In tandem with his painting career, Merlin James is highly regarded as a writer on art, but you don't need to know that to sense a fierce pictorial intelligence at work: these paintings ooze criticality. They are acutely conscious of the "problematics" of their own construction, but without resorting to the tricks and gimmicks of deconstruction: pastiche, appropriation. On the contrary, they are beautifully composed formal experiences, intense studies in mood and effect. They work as paintings, but are un-deniably "about" painting.

The Kettle's Yard show (concurrent with a travelling exhibition of the American pop artist Claes Oldenburg) is Merlin James's second outing at a prestigious public venue in two years: last summer, the National Museum of Wales in Cardiff, his home town, staged a show of transcriptions after Poussin's Landscape with the body of Phocion, a work on permanent loan to them. And as a painter-critic he is already familiar to a Kettle's Yard audience from the catalogue of its recent William Nicholson exhibition. Nicholson is a typical Merlin James discovery: a successful society painter in his day, subsequently neglected but, on closer inspection, a painter of extraordinary subtlety and significance. James's taste in artists, as in motifs for painting, is biased towards the overlooked.

At the Royal College he wrote his thesis on Jean Helion. The ageing School of Paris master publicly praised this as the best thing ever written about him and promptly introduced James to the Albemarle Gallery, which gave him his first one-man show in 1990.

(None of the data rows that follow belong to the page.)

#[cfg(test)]
mod tests {
    use super::*;
    use crate::input::simulation::frame_edges;

    fn frame_bytes(humidity: u8, temperature: u8) -> [u8; 5] {
        [humidity, 0, temperature, 0, frame_checksum(humidity, temperature)]
    }

    fn feed(decoder: &mut EdgeDecoder, edges: &[(Edge, u32)]) -> Vec<FrameEvent> {
        edges
            .iter()
            .filter_map(|&(edge, tick)| decoder.handle(edge, tick))
            .collect()
    }

    #[test]
    fn test_valid_frame_decodes() {
        let mut decoder = EdgeDecoder::new();
        let events = feed(&mut decoder, &frame_edges(1_000_000, frame_bytes(55, 23)));

        assert_eq!(events.len(), 1);
        let FrameEvent::Completed(reading) = events[0] else {
            panic!("expected a completed frame, got {:?}", events[0]);
        };
        assert_eq!(reading.humidity, 55);
        assert_eq!(reading.temperature, 23);
        assert!(reading.valid_checksum);
        assert!(decoder.is_idle());
    }

    #[test]
    fn test_every_byte_value_roundtrips() {
        let mut decoder = EdgeDecoder::new();
        let mut start = 1_000_000u32;
        for (humidity, temperature) in [(0u8, 1u8), (255, 255), (128, 1), (170, 85)] {
            let events = feed(&mut decoder, &frame_edges(start, frame_bytes(humidity, temperature)));
            assert_eq!(
                events,
                vec![FrameEvent::Completed(DecodedReading::new(humidity, temperature))]
            );
            start = start.wrapping_add(1_000_000);
        }
    }

    #[test]
    fn test_single_bit_corruption_fails_checksum() {
        for bit in 0..8 {
            for byte in [0usize, 2] {
                let mut bytes = frame_bytes(40, 21);
                bytes[byte] ^= 1 << bit;

                let mut decoder = EdgeDecoder::new();
                let events = feed(&mut decoder, &frame_edges(1_000_000, bytes));
                let FrameEvent::Completed(reading) = events[0] else {
                    panic!("expected a completed frame");
                };
                assert!(!reading.valid_checksum, "byte {byte} bit {bit}");
                assert!(matches!(
                    reading.verified(),
                    Err(DecodeError::Checksum { .. })
                ));
            }
        }
    }

    #[test]
    fn test_decimal_bytes_are_ignored() {
        let mut decoder = EdgeDecoder::new();
        let bytes = [60, 0xAA, 20, 0x55, frame_checksum(60, 20)];
        let events = feed(&mut decoder, &frame_edges(1_000_000, bytes));
        assert_eq!(events, vec![FrameEvent::Completed(DecodedReading::new(60, 20))]);
    }

    #[test]
    fn test_garbage_pulse_poisons_checksum() {
        let mut edges = frame_edges(1_000_000, frame_bytes(50, 25));
        // stretch one humidity bit pulse past the garbage threshold
        let (index, _) = edges
            .iter()
            .enumerate()
            .filter(|(_, (edge, _))| *edge == Edge::Rising)
            .nth(5)
            .unwrap();
        let shift = GARBAGE_PULSE_TICKS;
        for edge in edges.iter_mut().skip(index) {
            edge.1 += shift;
        }

        let mut decoder = EdgeDecoder::new();
        let events = feed(&mut decoder, &edges);
        let FrameEvent::Completed(reading) = events[0] else {
            panic!("expected a completed frame");
        };
        assert!(!reading.valid_checksum);
        assert_eq!(reading.received_checksum(), 256);
    }

    #[test]
    fn test_short_falling_gap_does_not_restart() {
        let mut decoder = EdgeDecoder::new();
        decoder.handle(Edge::Falling, 1_000_000);
        assert_eq!(decoder.bit_index(), -2);
        decoder.handle(Edge::Rising, 1_000_020);
        assert_eq!(decoder.bit_index(), -1);

        decoder.handle(Edge::Falling, 1_000_100);
        assert_eq!(decoder.bit_index(), -1);
    }

    #[test]
    fn test_frame_start_across_tick_wrap() {
        let mut decoder = EdgeDecoder::new();
        let start = u32::MAX - 10_000;
        // previous frame ended well before the counter wrapped
        decoder.handle(Edge::Falling, start.wrapping_sub(500_000));
        let events = feed(&mut decoder, &frame_edges(start, frame_bytes(33, 44)));
        assert_eq!(events, vec![FrameEvent::Completed(DecodedReading::new(33, 44))]);
    }

    #[test]
    fn test_watchdog_mid_frame_times_out() {
        let edges = frame_edges(1_000_000, frame_bytes(50, 25));
        let mut decoder = EdgeDecoder::new();
        assert!(feed(&mut decoder, &edges[..20]).is_empty());
        let bit_index = decoder.bit_index();
        assert!((0..40).contains(&bit_index));

        let event = decoder.handle(Edge::Either, 2_000_000);
        assert_eq!(event, Some(FrameEvent::TimedOut { bit_index }));
        assert!(decoder.is_idle());
        assert_eq!(
            event.unwrap().into_result(),
            Err(DecodeError::Timeout { bit_index })
        );
    }

    #[test]
    fn test_frame_start_keeps_previous_values() {
        let mut decoder = EdgeDecoder::new();
        feed(&mut decoder, &frame_edges(1_000_000, frame_bytes(45, 19)));
        assert_eq!(decoder.previous_frame(), (0, 0));

        let edges = frame_edges(2_000_000, frame_bytes(47, 20));
        feed(&mut decoder, &edges[..2]);
        assert_eq!(decoder.bit_index(), -2);
        assert_eq!(decoder.previous_frame(), (45, 19));

        // cut the second frame short; its partial bytes are not kept
        feed(&mut decoder, &edges[2..30]);
        decoder.handle(Edge::Either, 2_100_000);
        feed(&mut decoder, &frame_edges(3_000_000, frame_bytes(50, 21))[..2]);
        assert_eq!(decoder.previous_frame(), (0, 0));
    }

    #[test]
    fn test_watchdog_while_idle_is_quiet() {
        let mut decoder = EdgeDecoder::new();
        assert_eq!(decoder.handle(Edge::Either, 5), None);
    }

    #[test]
    fn test_frame_cell_publishes_whole_frames() {
        let cell = FrameCell::new();
        assert_eq!(cell.load(), None);

        cell.publish(FrameEvent::Completed(DecodedReading::new(61, 19)));
        let first = cell.load().unwrap();
        assert_eq!(first.event, FrameEvent::Completed(DecodedReading::new(61, 19)));

        cell.publish(FrameEvent::TimedOut { bit_index: -2 });
        let second = cell.load().unwrap();
        assert_eq!(second.event, FrameEvent::TimedOut { bit_index: -2 });
        assert_eq!(second.sequence, first.sequence.wrapping_add(1) & SEQUENCE_MASK);
    }

    #[test]
    fn test_frame_cell_keeps_bad_checksum() {
        let mut decoder = EdgeDecoder::new();
        let mut bytes = frame_bytes(10, 10);
        bytes[4] = 0;
        let events = feed(&mut decoder, &frame_edges(1_000_000, bytes));

        let cell = FrameCell::new();
        cell.publish(events[0]);
        let published = cell.load().unwrap();
        assert_eq!(
            published.event.into_result(),
            Err(DecodeError::Checksum {
                computed: 20,
                received: 0
            })
        );
    }
}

It is not difficult to see why Helion was such a role model for James: a pioneer of purist abstraction in the 1930s who claimed Poussin as a forebear, he unexpectedly reintroduced the figure in an odd-ball humanist late style, all the while retaining the lessons of his former abstract practice. In both criticism and painting, Merlin James aspires to this dangerous middle ground between avant-garde and traditional. Appropriately for Cambridge, another mentor is FR Leavis. In his polemical pamphlet Engaging Images: Practical Criticism and Visual Art (Menard Press, 1992), James laments the absence of an equivalent to the high-minded, mid-century new literary criticism. By including in the book examples of his own "practical criticism" of pictures on display at the National Gallery, he implied that it's never too late.

James offers an unfashionable plea for visuality, for what is unique about the painterly experience. The last thing he would want is for his own painting to illustrate critical theories - a crime for which he has often enough indicted conceptual art. Actually, there is a tension in his work between rigour and deliberation on one hand, whimsicality and naivety on the other. It seems he has taken to heart Leavis's dictum that "the creative artist has to learn to be spontaneous". He paints objects in the real world but with sufficient perfunctoriness - virtually in shorthand - as to avoid the traps of observational realism. An easel in the middle of an empty studio, a prosaic sub-Bauhaus suburban house, scaffolds and stairwells and revolving doorways are at one and the same time sophisticated ciphers for an art about art, and actual structures to be filled in or painted over: boundaries within which to be fresh and spontaneous.

For all his emphasis on visuality, James can be disdainful of the intrinsic quality of materials. He has a puritanical disdain for oil paint's seductive lushness, using acrylics precisely because they make him work harder. The effects, in other words, must be pictorial achievements, not just sensory accidents. His work can veer from dark, lugubrious obscurity (a tendency unduly emphasised in the Kettle's Yard selection) to near-kitsch daintiness.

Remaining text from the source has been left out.